Segundo o titular da Secretaria de Estado de Fazenda (Sefaz), Afonso Lobo, o IPVA gera uma renda em torno de R$ 200 milhões ao Estado a cada ano. É a segunda maior fonte de arrecadação depois do Imposto sobre Circulação de Mercadorias e Serviços (ICMS). Ele afirmou ainda não saber se a sanção desta lei trará algum desequilíbrio financeiro ao cofre do Estado. “É uma lei que não foi de iniciativa do Executivo. Ainda não tive tempo de me aprofundar muito no assunto, mas irei analisar minuciosamente e darei minha opinião ao governador a respeito, recomendando ou fazendo ressalvas quanto a sanção”, comentou Lobo.

Justificativa

Em sua justificativa, o parlamentar Chico Preto citou que a lei é “uma forma de beneficiar bons motoristas, contribuindo para a redução de acidentes no trânsito”. Ele lembrou ainda que isto não é novidade em outros estados da federação que já aplicam leis semelhantes.

Para o diretor-presidente do Departamento Estadual de Trânsito (Detran-AM), Leonel Feitoza, a lei não traz um cunho pedagógico, uma vez que premia o motorista por cumprir com o que já é sua obrigação. “Não dirigir alcoolizado, não conduzir o veículo em alta velocidade, não estacionar em local proibido são alguns exemplos de obrigações no trânsito. Você premiar o cidadão por fazer o que é correto não é pedagógico. Ele tem obrigação de agir de acordo com a lei”, disse Feitoza.

Falta de clareza

No projeto de lei, o documento cita ‘prontuário’ do motorista, sem destacar se as infrações serão checadas na Carteira Nacional de Habilitação (CNH) ou no nome registrado como proprietário do veículo. Esta situação pode gerar confusão no momento de se apurar os atos de infração de cada condutor, segundo Feitoza.

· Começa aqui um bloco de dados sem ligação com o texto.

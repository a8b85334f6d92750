use std::sync::Arc;

use axum::{
    Router,
    extract::State,
    middleware,
    response::Response,
    routing::get,
};

use crate::{
    cache::{CacheManager, PageCacheGateway, drivers::EdgeAcceleratorDriver, page_cache_layer},
    infra::mirror::PostgresMirrorStore,
};

use super::{
    db_health_response,
    middleware::{log_responses, set_request_context},
    origin::{OriginClient, proxy},
};

#[derive(Clone)]
pub struct HttpState {
    pub gateway: Arc<PageCacheGateway>,
    pub manager: Arc<CacheManager>,
    pub edge: Option<Arc<EdgeAcceleratorDriver>>,
    pub origin: Arc<OriginClient>,
    pub mirror: Option<PostgresMirrorStore>,
}

pub fn build_router(state: HttpState) -> Router {
    // Everything unknown goes to the renderer, behind the page cache.
    let cached_routes = Router::new()
        .fallback(proxy)
        .layer(middleware::from_fn_with_state(
            state.gateway.clone(),
            page_cache_layer,
        ));

    let static_routes = Router::new().route("/_health/db", get(public_health));

    static_routes
        .merge(cached_routes)
        .with_state(state)
        .layer(middleware::from_fn(log_responses))
        .layer(middleware::from_fn(set_request_context))
}

async fn public_health(State(state): State<HttpState>) -> Response {
    db_health_response(state.mirror.as_ref()).await
}
use std::error::Error as StdError;

use axum::{
    http::StatusCode,
    response::{IntoResponse, Response},
};
use thiserror::Error;

use crate::{
    cache::{ManagerError, RuleFileError, UnknownDriver},
    infra::error::InfraError,
};

/// Diagnostic chain attached to failing responses for the logging middleware.
#[derive(Debug, Clone)]
pub struct ErrorReport {
    pub source: &'static str,
    pub status: StatusCode,
    pub messages: Vec<String>,
}

impl ErrorReport {
    pub fn from_error(source: &'static str, status: StatusCode, error: &dyn StdError) -> Self {
        let mut messages = Vec::new();
        messages.push(error.to_string());
        let mut current = error.source();
        while let Some(inner) = current {
            messages.push(inner.to_string());
            current = inner.source();
        }
        Self {
            source,
            status,
            messages,
        }
    }

    pub fn from_message(
        source: &'static str,
        status: StatusCode,
        message: impl Into<String>,
    ) -> Self {
        Self {
            source,
            status,
            messages: vec![message.into()],
        }
    }

    pub fn attach(self, response: &mut Response) {
        response.extensions_mut().insert(self);
    }
}

#[derive(Debug)]
pub struct HttpError {
    status: StatusCode,
    public_message: &'static str,
    report: ErrorReport,
}

impl HttpError {
    pub fn new(
        source: &'static str,
        status: StatusCode,
        public_message: &'static str,
        detail: impl Into<String>,
    ) -> Self {
        let report = ErrorReport::from_message(source, status, detail);
        Self {
            status,
            public_message,
            report,
        }
    }

    pub fn from_error(
        source: &'static str,
        status: StatusCode,
        public_message: &'static str,
        error: &dyn StdError,
    ) -> Self {
        let report = ErrorReport::from_error(source, status, error);
        Self {
            status,
            public_message,
            report,
        }
    }

    pub fn status(&self) -> StatusCode {
        self.status
    }
}

impl IntoResponse for HttpError {
    fn into_response(self) -> Response {
        let mut response = (self.status, self.public_message).into_response();
        self.report.attach(&mut response);
        response
    }
}

impl From<UnknownDriver> for HttpError {
    fn from(error: UnknownDriver) -> Self {
        HttpError::from_error(
            "infra::http::unknown_driver",
            StatusCode::NOT_FOUND,
            "Unknown cache driver",
            &error,
        )
    }
}

impl From<ManagerError> for HttpError {
    fn from(error: ManagerError) -> Self {
        let source = "infra::http::manager_error_to_http_error";
        match error {
            ManagerError::NotRegistered(_) => HttpError::from_error(
                source,
                StatusCode::NOT_FOUND,
                "Cache driver not registered",
                &error,
            ),
            ManagerError::Inert(_) => HttpError::from_error(
                source,
                StatusCode::CONFLICT,
                "Cache driver unavailable",
                &error,
            ),
            ManagerError::Driver(ref err) => HttpError::from_error(
                source,
                StatusCode::BAD_GATEWAY,
                "Cache driver failed",
                err,
            ),
        }
    }
}

#[derive(Debug, Error)]
pub enum AppError {
    #[error(transparent)]
    Infra(#[from] InfraError),
    #[error(transparent)]
    Rules(#[from] RuleFileError),
    #[error("validation failed: {0}")]
    Validation(String),
    #[error("unexpected error: {0}")]
    Unexpected(String),
}

impl AppError {
    pub fn validation(message: impl Into<String>) -> Self {
        Self::Validation(message.into())
    }

    pub fn unexpected(message: impl Into<String>) -> Self {
        Self::Unexpected(message.into())
    }

    fn status_code(&self) -> StatusCode {
        match self {
            AppError::Validation(_) => StatusCode::BAD_REQUEST,
            AppError::Infra(InfraError::Database { .. }) => StatusCode::SERVICE_UNAVAILABLE,
            AppError::Infra(InfraError::Upstream { .. }) => StatusCode::BAD_GATEWAY,
            AppError::Infra(InfraError::Telemetry(_)) | AppError::Infra(InfraError::Io(_)) => {
                StatusCode::INTERNAL_SERVER_ERROR
            }
            AppError::Rules(_) | AppError::Unexpected(_) => StatusCode::INTERNAL_SERVER_ERROR,
        }
    }

    fn presentation_message(&self) -> &'static str {
        match self {
            AppError::Validation(_) => "Request could not be processed",
            AppError::Infra(InfraError::Database { .. }) => "Service temporarily unavailable",
            AppError::Infra(InfraError::Upstream { .. }) => "Upstream renderer unavailable",
            AppError::Infra(InfraError::Telemetry(_)) => "Logging subsystem could not start",
            AppError::Infra(InfraError::Io(_)) => "I/O failure during request",
            AppError::Rules(_) => "Rewrite rules could not be updated",
            AppError::Unexpected(_) => "Unexpected error occurred",
        }
    }
}

impl IntoResponse for AppError {
    fn into_response(self) -> Response {
        let status = self.status_code();
        let message = self.presentation_message();
        let report = ErrorReport::from_error("application::error::AppError", status, &self);
        let mut response = (status, message).into_response();
        report.attach(&mut response);
        response
    }
}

“A lei deveria estabelecer que seja no documento de posse do carro, não na CNH. Acontece muitas vezes da pessoa ter um veículo, vendê-lo e não passar o documento para o novo dono. Às vezes o carro está andando de maneira completamente ilegal por ter várias multas, uns cinco donos diferentes do atual mas com o nome do proprietário original registrado no Detran”, alertou.